**WHAT YOU WILL DO**. Each line starting at the one that contains "same as the" and ending at the one that contains "to the pass." must be returned exactly, and the rest of the listing is left out.

**DATA TO USE**.

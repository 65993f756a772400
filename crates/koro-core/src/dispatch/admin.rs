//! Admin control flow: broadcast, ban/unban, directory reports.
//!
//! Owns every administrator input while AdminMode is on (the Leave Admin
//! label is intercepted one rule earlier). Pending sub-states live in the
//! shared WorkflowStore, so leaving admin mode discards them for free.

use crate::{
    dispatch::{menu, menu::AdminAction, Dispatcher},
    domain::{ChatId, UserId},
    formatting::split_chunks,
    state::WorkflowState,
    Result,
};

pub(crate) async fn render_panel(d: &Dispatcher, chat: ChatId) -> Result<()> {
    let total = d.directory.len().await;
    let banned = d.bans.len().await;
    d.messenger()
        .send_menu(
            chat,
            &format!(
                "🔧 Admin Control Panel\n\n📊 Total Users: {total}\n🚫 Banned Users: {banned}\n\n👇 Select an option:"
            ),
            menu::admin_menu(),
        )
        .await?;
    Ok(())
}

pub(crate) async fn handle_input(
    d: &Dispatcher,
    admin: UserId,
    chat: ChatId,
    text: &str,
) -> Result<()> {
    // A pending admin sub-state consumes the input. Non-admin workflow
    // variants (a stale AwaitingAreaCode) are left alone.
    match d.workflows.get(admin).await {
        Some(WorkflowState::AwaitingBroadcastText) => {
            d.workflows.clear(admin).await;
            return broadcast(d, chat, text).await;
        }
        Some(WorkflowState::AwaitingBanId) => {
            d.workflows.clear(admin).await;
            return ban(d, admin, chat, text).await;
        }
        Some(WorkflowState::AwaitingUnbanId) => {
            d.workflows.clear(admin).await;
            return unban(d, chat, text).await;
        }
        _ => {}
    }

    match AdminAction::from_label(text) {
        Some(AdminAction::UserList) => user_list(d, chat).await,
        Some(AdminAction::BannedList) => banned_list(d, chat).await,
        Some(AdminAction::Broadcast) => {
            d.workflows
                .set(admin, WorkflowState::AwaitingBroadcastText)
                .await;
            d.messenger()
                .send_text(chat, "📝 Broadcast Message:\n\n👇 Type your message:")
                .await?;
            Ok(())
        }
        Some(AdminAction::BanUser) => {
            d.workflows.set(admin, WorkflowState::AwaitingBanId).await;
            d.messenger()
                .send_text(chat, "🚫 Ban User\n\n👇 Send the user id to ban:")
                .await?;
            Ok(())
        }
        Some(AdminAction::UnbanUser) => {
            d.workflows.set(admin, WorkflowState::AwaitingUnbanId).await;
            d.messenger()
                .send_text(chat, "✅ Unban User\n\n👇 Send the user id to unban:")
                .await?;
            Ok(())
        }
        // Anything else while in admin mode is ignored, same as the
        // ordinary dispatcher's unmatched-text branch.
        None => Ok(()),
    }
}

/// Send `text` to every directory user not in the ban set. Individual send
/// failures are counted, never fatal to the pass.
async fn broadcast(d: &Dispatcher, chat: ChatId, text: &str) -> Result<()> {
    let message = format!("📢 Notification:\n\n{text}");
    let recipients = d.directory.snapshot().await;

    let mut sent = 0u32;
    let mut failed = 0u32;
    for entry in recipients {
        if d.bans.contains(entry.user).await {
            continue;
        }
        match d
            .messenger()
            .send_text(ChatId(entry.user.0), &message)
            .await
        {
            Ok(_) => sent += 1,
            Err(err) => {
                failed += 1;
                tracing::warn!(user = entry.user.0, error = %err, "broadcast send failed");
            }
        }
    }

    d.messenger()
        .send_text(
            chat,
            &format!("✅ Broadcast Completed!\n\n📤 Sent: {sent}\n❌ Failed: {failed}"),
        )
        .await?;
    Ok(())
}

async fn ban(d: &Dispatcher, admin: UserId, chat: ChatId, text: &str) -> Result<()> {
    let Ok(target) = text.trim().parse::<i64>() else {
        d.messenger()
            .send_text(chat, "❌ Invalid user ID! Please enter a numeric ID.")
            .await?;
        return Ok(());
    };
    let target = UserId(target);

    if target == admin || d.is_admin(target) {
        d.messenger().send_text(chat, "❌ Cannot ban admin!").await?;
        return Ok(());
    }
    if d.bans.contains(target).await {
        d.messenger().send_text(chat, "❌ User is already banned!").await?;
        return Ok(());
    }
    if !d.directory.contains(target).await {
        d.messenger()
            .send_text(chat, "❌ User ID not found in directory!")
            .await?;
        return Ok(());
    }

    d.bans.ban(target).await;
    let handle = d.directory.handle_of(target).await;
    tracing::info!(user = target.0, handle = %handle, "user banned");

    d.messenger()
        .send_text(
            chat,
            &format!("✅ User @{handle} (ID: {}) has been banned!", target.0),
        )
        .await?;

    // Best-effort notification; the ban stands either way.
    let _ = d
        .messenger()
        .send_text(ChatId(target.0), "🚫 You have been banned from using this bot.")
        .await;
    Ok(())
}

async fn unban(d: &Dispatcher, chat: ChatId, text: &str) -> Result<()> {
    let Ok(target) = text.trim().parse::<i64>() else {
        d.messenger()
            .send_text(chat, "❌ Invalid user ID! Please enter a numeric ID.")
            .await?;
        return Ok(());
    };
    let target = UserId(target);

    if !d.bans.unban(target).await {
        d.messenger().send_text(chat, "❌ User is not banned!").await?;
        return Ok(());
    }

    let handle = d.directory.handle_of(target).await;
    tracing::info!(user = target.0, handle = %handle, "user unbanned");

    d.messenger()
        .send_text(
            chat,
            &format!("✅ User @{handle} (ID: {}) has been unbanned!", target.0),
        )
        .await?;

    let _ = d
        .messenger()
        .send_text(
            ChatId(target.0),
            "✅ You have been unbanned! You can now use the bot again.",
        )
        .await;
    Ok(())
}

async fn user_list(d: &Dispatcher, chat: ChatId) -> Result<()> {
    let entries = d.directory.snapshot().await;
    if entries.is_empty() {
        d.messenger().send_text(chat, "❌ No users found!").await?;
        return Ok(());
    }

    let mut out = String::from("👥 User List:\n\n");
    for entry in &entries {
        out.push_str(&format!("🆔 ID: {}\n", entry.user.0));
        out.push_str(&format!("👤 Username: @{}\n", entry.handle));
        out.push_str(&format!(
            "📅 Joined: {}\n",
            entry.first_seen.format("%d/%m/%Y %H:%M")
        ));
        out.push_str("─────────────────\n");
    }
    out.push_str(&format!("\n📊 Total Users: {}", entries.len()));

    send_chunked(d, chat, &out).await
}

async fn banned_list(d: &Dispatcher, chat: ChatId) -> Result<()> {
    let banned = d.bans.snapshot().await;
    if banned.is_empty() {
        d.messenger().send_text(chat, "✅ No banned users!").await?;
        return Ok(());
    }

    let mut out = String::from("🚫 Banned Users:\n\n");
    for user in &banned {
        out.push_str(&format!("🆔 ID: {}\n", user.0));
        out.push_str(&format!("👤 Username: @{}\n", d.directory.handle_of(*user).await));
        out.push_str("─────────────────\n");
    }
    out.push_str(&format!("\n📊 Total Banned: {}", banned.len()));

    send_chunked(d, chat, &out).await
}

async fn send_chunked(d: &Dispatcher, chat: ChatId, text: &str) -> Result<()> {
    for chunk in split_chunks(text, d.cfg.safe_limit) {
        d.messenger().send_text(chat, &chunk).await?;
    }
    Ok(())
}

**EXPECTED ANSWER**.
        // Anything else while in admin mode is ignored, same as the
        // ordinary dispatcher's unmatched-text branch.
        None => Ok(()),
    }
}

/// Send `text` to every directory user not in the ban set. Individual send
/// failures are counted, never fatal to the pass.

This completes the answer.